Thursday, May 16, 2013

Antibiotics and the risk of sudden cardiac death

In the May 17 2012 issue of the NEJM Ray et al reported an increased risk of sudden cardiac death attributable to the use of azithromycin. I blogged that issue here. The study was limited, being a cohort study based on administrative data and the absolute risk was low but its findings were compelling, particularly in regard to the timing of SCD in relation to the use of azithromycin. A more recent paper in the Journal failed to uphold the association of cardiac risk with azithromycin. A perspective piece in the same issue addresses the discrepancy between these studies. According to their analysis the findings of Ray et al are real and the discrepancy between the two studies may be attributable to differing patient populations and in the more recent paper a survival advantage attributable to azithromycin in the treatment of pneumonia that may have counterbalanced any adverse cardiac effect. It has long been known, of course, that macrolides as a class prolong the QT interval.
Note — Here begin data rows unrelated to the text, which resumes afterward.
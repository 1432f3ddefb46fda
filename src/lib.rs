//! SchemaQL – a schema-driven query engine over in-memory tables.
//!
//! A schema written in a GraphQL-like notation declares types, their fields and
//! where their records come from. Clients send canonical JSON query documents that
//! name namespaces, entities and types; the engine resolves those names against the
//! schema, reads the tables, follows relationships between types and returns a
//! result document of the same shape.
//!
//! ```text
//! type Marketing @params(fields: ["id"]) { id: ID }
//! type MarketingCustomer @source(file: "marketing.customer.json") {
//!     id: ID!
//!     name: String
//!     orders: [MarketingOrder]
//! }
//! ```
//!
//! ## Modules
//! * [`datatype`] – The [`datatype::Value`] tagged union and ordered [`datatype::Record`]s.
//! * [`schema`] – Schema parsing into a [`schema::Registry`], directives and namespace inference.
//! * [`relation`] – Relationship edges between types and the join field heuristic.
//! * [`namespace`] – Resolution of `(namespace, entity)` pairs to type names.
//! * [`store`] – Indexed tables, history and point-in-time reads.
//! * [`persist`] – Database-backed record sources (SQLite).
//! * [`include`] – Attaching related records to results.
//! * [`query`] – The canonical query document.
//! * [`filter`] – `where` predicates and sorting.
//! * [`engine`] – The [`engine::Engine`] tying it all together, including metadata introspection.
//! * [`cache`] – Bounded result cache.
//! * [`timetravel`] – Request contexts and "as of" queries.
//! * [`settings`] – Configuration from file and environment.
//! * [`server`] – The HTTP routes.
//!
//! ## Point-in-time reads
//! Every read goes through a [`timetravel::RequestContext`]. A live context reads
//! the current tables; a context created with an instant reads the versions that were
//! valid then, taken from each table's companion history file.
//!
//! ## Quick Start
//! ```
//! use std::sync::Arc;
//! use schemaql::{datatype::Record, engine::{Engine, EngineOptions}, schema::SchemaParser, store::{DataStore, StoreSettings}};
//! let registry = SchemaParser::default().parse("type FinanceEmployee { id: ID! salary: Int }");
//! let store = Arc::new(DataStore::new(StoreSettings::default()));
//! let employee: Record = serde_json::from_str(r#"{"id": 1, "salary": 60000}"#).unwrap();
//! store.insert_table("FinanceEmployee", vec![employee]);
//! let engine = Engine::new(registry, store, EngineOptions::default());
//! let result = engine
//!     .process_query(&serde_json::json!({"query": {"finance": {"employees": {"fields": ["salary"]}}}}))
//!     .unwrap();
//! assert_eq!(result.to_string(), r#"{"finance":{"employees":[{"salary":60000}]}}"#);
//! ```

use seahash::SeaHasher;
use std::hash::BuildHasherDefault;

pub mod cache;
pub mod datatype;
pub mod engine;
pub mod error;
pub mod filter;
pub mod include;
pub mod namespace;
pub mod persist;
pub mod query;
pub mod relation;
pub mod schema;
pub mod server;
pub mod settings;
pub mod store;
pub mod timetravel;

pub use error::{EngineError, Result};

// we will use a fast hasher for maps keyed by type and field names
pub type NameHasher = BuildHasherDefault<SeaHasher>;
Although that problem may not extend equally across the class there is plausibility to a risk of sudden cardiac death attributable to azithromycin.

They also point out findings in the Ray paper suggesting that levofloxacin has similar cardiac risk to azithromycin but not ciprofloxacin. Quinolones have been implicated in QT interval prolongation and Torsades but the risk appears not to extend equally across the class.

So what are we to make of all this? There are several points worth noting:

In the perspective piece the authors point out the FDA's statement regarding azithromycin:

On the basis of its review, the FDA approved revisions to azithromycin product labels regarding risks of QT-interval prolongation and the associated ventricular arrhythmia torsades de pointes. The revised labels advise against using azithromycin in patients with known risk factors such as QT-interval prolongation, hypokalemia, hypomagnesemia, bradycardia, or use of certain antiarrhythmic agents, including class IA (e.g., quinidine and procainamide) and class III (e.g., dofetilide, amiodarone, and sotalol) — drugs that can prolong the QT interval.

I would submit that those concerns would apply to the use of all macrolides as well as all quinolones with the possible exception of ciprofloxacin. That makes them somewhat impractical to implement but there are precautions that can be taken, in terms of minimizing the other risk factors I note below.

While the absolute risk of antibiotic induced QT prolongation and Torsades is low it is magnified by other risk factors that may interact and conspire to produce a catastrophic event. Hospitalization is a likely setting for the perfect storm that may bring these factors together. Hypomagnesemia and hypokalemia, both of which are powerful risk factors for QT prolongation, are common in hospitalized patients. Administration of proton pump inhibitors as “GI prophylaxis” to patients with pneumonia or other acute respiratory conditions causes hypomagnesemia. Poor oral intake, the common use of diuretics in the hospital and the use of normal saline as the default IV fluid may all produce hypokalemia. The concomitant use of other drugs known to prolong the QT interval (eg haloperidol and ondansetron) is common in hospitalized patients. So just being hospitalized may invite a combination of risk factors.  

Recall as I pointed out year before last that patients who die while hospitalized with pneumonia tend to do so suddenly rather than according to any expected trajectory of hypoxia or organ failure. That observation just heightens the concerns mentioned above.

Finally, all that's new about this issue is the hype. The concerns have existed for a long time and over five years ago I cited a paper making the case that close attention to the electrocardiogram was warranted for any patient being treated for infection (or beyond that for most all patients sick enough to be hospitalized).